**WHAT NEEDS TO BE DONE**
Please restate, word for word, the lines below that begin at the one with "store.flush().await?;" and end at the one with "to listen for". Leave out all other lines.

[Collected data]
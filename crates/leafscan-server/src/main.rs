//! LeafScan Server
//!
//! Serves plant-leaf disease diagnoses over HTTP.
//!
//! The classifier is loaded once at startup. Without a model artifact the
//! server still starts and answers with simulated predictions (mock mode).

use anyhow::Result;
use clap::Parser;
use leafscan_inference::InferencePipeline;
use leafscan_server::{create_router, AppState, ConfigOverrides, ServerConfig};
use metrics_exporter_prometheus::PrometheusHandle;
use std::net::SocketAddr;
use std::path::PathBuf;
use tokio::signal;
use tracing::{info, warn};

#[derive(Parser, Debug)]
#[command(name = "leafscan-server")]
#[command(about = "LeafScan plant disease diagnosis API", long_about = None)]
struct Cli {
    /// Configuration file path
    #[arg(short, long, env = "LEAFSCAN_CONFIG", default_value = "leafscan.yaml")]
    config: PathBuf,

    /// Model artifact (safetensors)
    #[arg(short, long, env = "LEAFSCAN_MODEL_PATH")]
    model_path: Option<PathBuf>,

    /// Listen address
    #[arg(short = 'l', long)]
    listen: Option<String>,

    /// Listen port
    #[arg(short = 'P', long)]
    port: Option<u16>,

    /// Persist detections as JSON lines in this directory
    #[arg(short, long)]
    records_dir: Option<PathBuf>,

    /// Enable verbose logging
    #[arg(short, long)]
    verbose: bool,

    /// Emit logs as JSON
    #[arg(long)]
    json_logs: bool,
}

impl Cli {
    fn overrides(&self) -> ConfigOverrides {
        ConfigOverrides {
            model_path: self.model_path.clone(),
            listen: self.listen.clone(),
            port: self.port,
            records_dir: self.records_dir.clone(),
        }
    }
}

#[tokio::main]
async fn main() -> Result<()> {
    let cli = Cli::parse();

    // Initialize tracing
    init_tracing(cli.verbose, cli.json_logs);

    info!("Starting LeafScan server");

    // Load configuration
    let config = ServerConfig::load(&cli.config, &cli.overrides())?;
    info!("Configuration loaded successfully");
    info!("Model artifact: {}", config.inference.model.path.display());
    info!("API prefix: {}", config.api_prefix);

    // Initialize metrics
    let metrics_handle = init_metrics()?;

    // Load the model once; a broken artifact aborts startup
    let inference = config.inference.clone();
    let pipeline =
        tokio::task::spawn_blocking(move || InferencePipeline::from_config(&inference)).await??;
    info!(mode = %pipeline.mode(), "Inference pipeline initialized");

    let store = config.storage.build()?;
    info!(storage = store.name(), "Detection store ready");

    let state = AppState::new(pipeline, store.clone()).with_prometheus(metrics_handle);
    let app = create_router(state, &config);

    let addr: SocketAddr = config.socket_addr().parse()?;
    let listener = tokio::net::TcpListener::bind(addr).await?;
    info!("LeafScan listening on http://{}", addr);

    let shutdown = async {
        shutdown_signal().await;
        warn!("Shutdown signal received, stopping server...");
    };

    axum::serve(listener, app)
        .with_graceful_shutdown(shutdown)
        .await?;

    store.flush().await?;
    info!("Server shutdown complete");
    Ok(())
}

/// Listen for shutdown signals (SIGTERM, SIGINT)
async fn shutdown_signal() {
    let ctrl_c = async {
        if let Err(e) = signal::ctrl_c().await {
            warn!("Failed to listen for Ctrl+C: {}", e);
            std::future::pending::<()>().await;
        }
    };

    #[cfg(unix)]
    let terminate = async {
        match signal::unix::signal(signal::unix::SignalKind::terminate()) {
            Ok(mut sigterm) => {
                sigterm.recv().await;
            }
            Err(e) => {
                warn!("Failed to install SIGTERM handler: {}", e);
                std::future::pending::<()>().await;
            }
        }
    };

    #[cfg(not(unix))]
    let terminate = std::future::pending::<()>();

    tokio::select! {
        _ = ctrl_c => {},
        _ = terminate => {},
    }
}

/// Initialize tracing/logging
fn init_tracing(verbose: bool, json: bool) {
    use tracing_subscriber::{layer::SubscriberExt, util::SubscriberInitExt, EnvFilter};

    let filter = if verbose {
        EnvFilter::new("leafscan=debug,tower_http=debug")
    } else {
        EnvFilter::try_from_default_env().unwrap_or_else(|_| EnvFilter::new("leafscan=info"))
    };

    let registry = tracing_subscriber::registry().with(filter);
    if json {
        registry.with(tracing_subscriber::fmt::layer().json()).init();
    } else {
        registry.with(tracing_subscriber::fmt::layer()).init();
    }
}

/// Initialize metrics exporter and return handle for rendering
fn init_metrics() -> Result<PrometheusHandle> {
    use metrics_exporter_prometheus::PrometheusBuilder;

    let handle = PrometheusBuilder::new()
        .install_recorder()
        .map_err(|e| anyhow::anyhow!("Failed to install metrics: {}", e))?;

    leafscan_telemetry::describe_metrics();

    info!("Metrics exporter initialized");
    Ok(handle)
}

...

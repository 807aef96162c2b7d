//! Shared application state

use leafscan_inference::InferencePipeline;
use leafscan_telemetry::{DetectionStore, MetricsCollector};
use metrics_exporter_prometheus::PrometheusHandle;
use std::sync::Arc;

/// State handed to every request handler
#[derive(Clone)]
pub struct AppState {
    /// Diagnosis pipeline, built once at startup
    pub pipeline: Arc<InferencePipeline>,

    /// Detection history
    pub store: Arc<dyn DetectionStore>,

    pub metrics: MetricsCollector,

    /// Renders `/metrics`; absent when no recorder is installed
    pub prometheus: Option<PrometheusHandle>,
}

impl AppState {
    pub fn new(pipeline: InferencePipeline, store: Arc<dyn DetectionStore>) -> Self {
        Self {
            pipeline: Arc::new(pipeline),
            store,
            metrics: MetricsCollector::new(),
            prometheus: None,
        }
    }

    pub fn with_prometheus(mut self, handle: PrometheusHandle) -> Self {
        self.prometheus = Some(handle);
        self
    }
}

**EXPECTED OUTPUT**
    store.flush().await?;
    info!("Server shutdown complete");
    Ok(())
}

/// Listen for shutdown signals (SIGTERM, SIGINT)
async fn shutdown_signal() {
    let ctrl_c = async {
        if let Err(e) = signal::ctrl_c().await {
            warn!("Failed to listen for Ctrl+C: {}", e);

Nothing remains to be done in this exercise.